ASSIGNMENT =
Check every line in the records below for the word "BBox" and report how many have it, nothing more.

[Dataset entries]
________________________

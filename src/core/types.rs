use chrono::{DateTime, Utc};
use serde::{Deserialize, Serialize};
use serde_json::Value;

use crate::{
    core::errors::{AppError, AppResult},
    sidecar::types::BBox,
};

fn unknown_variant(kind: &str, raw: &str) -> AppError {
    AppError::Database(format!("unknown {kind} '{raw}'"))
}

#[derive(Debug, Clone, Copy, Serialize, Deserialize, PartialEq, Eq)]
#[serde(rename_all = "snake_case")]
pub enum JobStatus {
    Queued,
    Processing,
    Success,
    Failed,
}

impl JobStatus {
    pub fn as_str(&self) -> &'static str {
        match self {
            Self::Queued => "queued",
            Self::Processing => "processing",
            Self::Success => "success",
            Self::Failed => "failed",
        }
    }

    pub fn from_db(raw: &str) -> AppResult<Self> {
        match raw {
            "queued" => Ok(Self::Queued),
            "processing" => Ok(Self::Processing),
            "success" => Ok(Self::Success),
            "failed" => Ok(Self::Failed),
            other => Err(unknown_variant("job status", other)),
        }
    }
}

#[derive(Debug, Clone, Copy, Serialize, Deserialize, PartialEq, Eq)]
#[serde(rename_all = "snake_case")]
pub enum JobItemStatus {
    Queued,
    Processing,
    Reused,
    Success,
    Failed,
}

impl JobItemStatus {
    pub fn as_str(&self) -> &'static str {
        match self {
            Self::Queued => "queued",
            Self::Processing => "processing",
            Self::Reused => "reused",
            Self::Success => "success",
            Self::Failed => "failed",
        }
    }

    pub fn from_db(raw: &str) -> AppResult<Self> {
        match raw {
            "queued" => Ok(Self::Queued),
            "processing" => Ok(Self::Processing),
            "reused" => Ok(Self::Reused),
            "success" => Ok(Self::Success),
            "failed" => Ok(Self::Failed),
            other => Err(unknown_variant("job item status", other)),
        }
    }

    pub fn is_terminal(&self) -> bool {
        matches!(self, Self::Reused | Self::Success | Self::Failed)
    }
}

#[derive(Debug, Clone, Copy, Serialize, Deserialize, PartialEq, Eq, Hash)]
#[serde(rename_all = "snake_case")]
pub enum ChangeType {
    New,
    Updated,
    Unchanged,
    Removed,
}

impl ChangeType {
    pub fn as_str(&self) -> &'static str {
        match self {
            Self::New => "new",
            Self::Updated => "updated",
            Self::Unchanged => "unchanged",
            Self::Removed => "removed",
        }
    }

    pub fn from_db(raw: &str) -> AppResult<Self> {
        match raw {
            "new" => Ok(Self::New),
            "updated" => Ok(Self::Updated),
            "unchanged" => Ok(Self::Unchanged),
            "removed" => Ok(Self::Removed),
            other => Err(unknown_variant("change type", other)),
        }
    }
}

#[derive(Debug, Clone, Copy, Serialize, Deserialize, PartialEq, Eq)]
#[serde(rename_all = "snake_case")]
pub enum CatalogStatus {
    Draft,
    Published,
}

impl CatalogStatus {
    pub fn as_str(&self) -> &'static str {
        match self {
            Self::Draft => "draft",
            Self::Published => "published",
        }
    }

    pub fn from_db(raw: &str) -> AppResult<Self> {
        match raw {
            "draft" => Ok(Self::Draft),
            "published" => Ok(Self::Published),
            other => Err(unknown_variant("catalog status", other)),
        }
    }
}

#[derive(Debug, Clone, Copy, Serialize, Deserialize, PartialEq, Eq)]
#[serde(rename_all = "snake_case")]
pub enum ParseStatus {
    Processing,
    NeedsReview,
    Failed,
}

impl ParseStatus {
    pub fn as_str(&self) -> &'static str {
        match self {
            Self::Processing => "processing",
            Self::NeedsReview => "needs_review",
            Self::Failed => "failed",
        }
    }

    pub fn from_db(raw: &str) -> AppResult<Self> {
        match raw {
            "processing" => Ok(Self::Processing),
            "needs_review" => Ok(Self::NeedsReview),
            "failed" => Ok(Self::Failed),
            other => Err(unknown_variant("parse status", other)),
        }
    }
}

/// Recoverable per-item problems. Variant order matches the sorted tag order.
#[derive(Debug, Clone, Copy, Serialize, Deserialize, PartialEq, Eq, PartialOrd, Ord, Hash)]
#[serde(rename_all = "snake_case")]
pub enum ParseIssue {
    MissingImage,
    MissingPack,
    UnknownCategory,
}

impl ParseIssue {
    pub fn as_str(&self) -> &'static str {
        match self {
            Self::MissingImage => "missing_image",
            Self::MissingPack => "missing_pack",
            Self::UnknownCategory => "unknown_category",
        }
    }
}

/// Sorts and deduplicates issue tags in place.
pub fn normalize_issues(issues: &mut Vec<ParseIssue>) {
    issues.sort();
    issues.dedup();
}

#[derive(Debug, Clone, PartialEq, Eq)]
pub struct ClaimedJob {
    pub id: String,
    pub catalog_id: String,
    pub attempts: i64,
}

#[derive(Debug, Clone)]
pub struct JobRecord {
    pub id: String,
    pub catalog_id: String,
    pub status: JobStatus,
    pub attempts: i64,
    pub error_log: Option<String>,
    pub progress: ProgressSummary,
    pub progress_label: String,
    pub started_at: Option<DateTime<Utc>>,
    pub finished_at: Option<DateTime<Utc>>,
}

#[derive(Debug, Clone)]
pub struct JobItemRecord {
    pub parser_job_id: String,
    pub catalog_id: String,
    pub sku: String,
    pub quick_fingerprint: String,
    pub page_no: i64,
    pub sku_bbox: BBox,
    pub image_bbox: Option<BBox>,
    pub status: JobItemStatus,
    pub error_log: Option<String>,
    pub attempts: i64,
}

#[derive(Debug, Clone)]
pub struct CatalogRecord {
    pub id: String,
    pub pdf_storage_path: String,
    pub status: CatalogStatus,
    pub parse_status: Option<ParseStatus>,
    pub parse_summary: Value,
    pub baseline_catalog_id: Option<String>,
    pub pdf_sha256: Option<String>,
    pub published_at: Option<DateTime<Utc>>,
    pub deleted_at: Option<DateTime<Utc>>,
    pub created_at: DateTime<Utc>,
}

#[derive(Debug, Clone, PartialEq)]
pub struct CatalogItemRecord {
    pub catalog_id: String,
    pub sku: String,
    pub name: String,
    pub upc: Option<String>,
    pub pack: Option<String>,
    pub category: String,
    pub image_storage_path: String,
    pub parse_issues: Vec<ParseIssue>,
    pub approved: bool,
    pub signature: String,
    pub quick_fingerprint: String,
    pub change_type: ChangeType,
}

/// Fields resolved by a full parse, keyed by `(sku, quick_fingerprint)`.
#[derive(Debug, Clone, PartialEq, Eq)]
pub struct CacheEntry {
    pub sku: String,
    pub quick_fingerprint: String,
    pub strong_fingerprint: String,
    pub name: String,
    pub upc: Option<String>,
    pub pack: Option<String>,
    pub category: String,
    pub image_storage_path: String,
}

/// Row of the published catalog a run is compared against.
#[derive(Debug, Clone, PartialEq, Eq)]
pub struct BaselineItem {
    pub sku: String,
    pub signature: String,
    pub name: String,
    pub upc: Option<String>,
    pub pack: Option<String>,
    pub category: String,
}

#[derive(Debug, Clone, Default, Serialize, Deserialize, PartialEq, Eq)]
pub struct ProgressSummary {
    pub raw_candidates: i64,
    pub unique_skus: i64,
    pub total_items: i64,
    pub reused_items: i64,
    pub queued_items: i64,
    pub processed_items: i64,
    pub failed_items: i64,
    pub parsed_pages: i64,
    pub total_pages: i64,
    pub progress_percent: i64,
}

#[derive(Debug, Clone, Serialize, Deserialize, PartialEq, Eq)]
pub struct PageItemCount {
    pub page_no: i64,
    pub count: i64,
}

#[derive(Debug, Clone, Serialize, Deserialize, PartialEq, Eq)]
pub struct CaptureVerification {
    pub capture_verification_passed: bool,
    pub per_page_item_count: i64,
    pub expected_items_min: i64,
    pub expected_items_max: i64,
    pub non_last_page_count_mismatches: Vec<PageItemCount>,
    pub last_page_item_count: i64,
    pub actual_unique_skus: i64,
}

/// `parse_summary` payload written when a run completes.
#[derive(Debug, Clone, Serialize, Deserialize, PartialEq, Eq)]
pub struct CatalogParseSummary {
    #[serde(flatten)]
    pub progress: ProgressSummary,
    pub new_items: i64,
    pub updated_items: i64,
    pub unchanged_items: i64,
    pub removed_items: i64,
    pub missing_images: i64,
    pub unknown_categories: i64,
    pub baseline_catalog_id: Option<String>,
    pub pdf_sha256: String,
    pub capture_verification: CaptureVerification,
}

________________________

WRITTEN SOLUTION =
3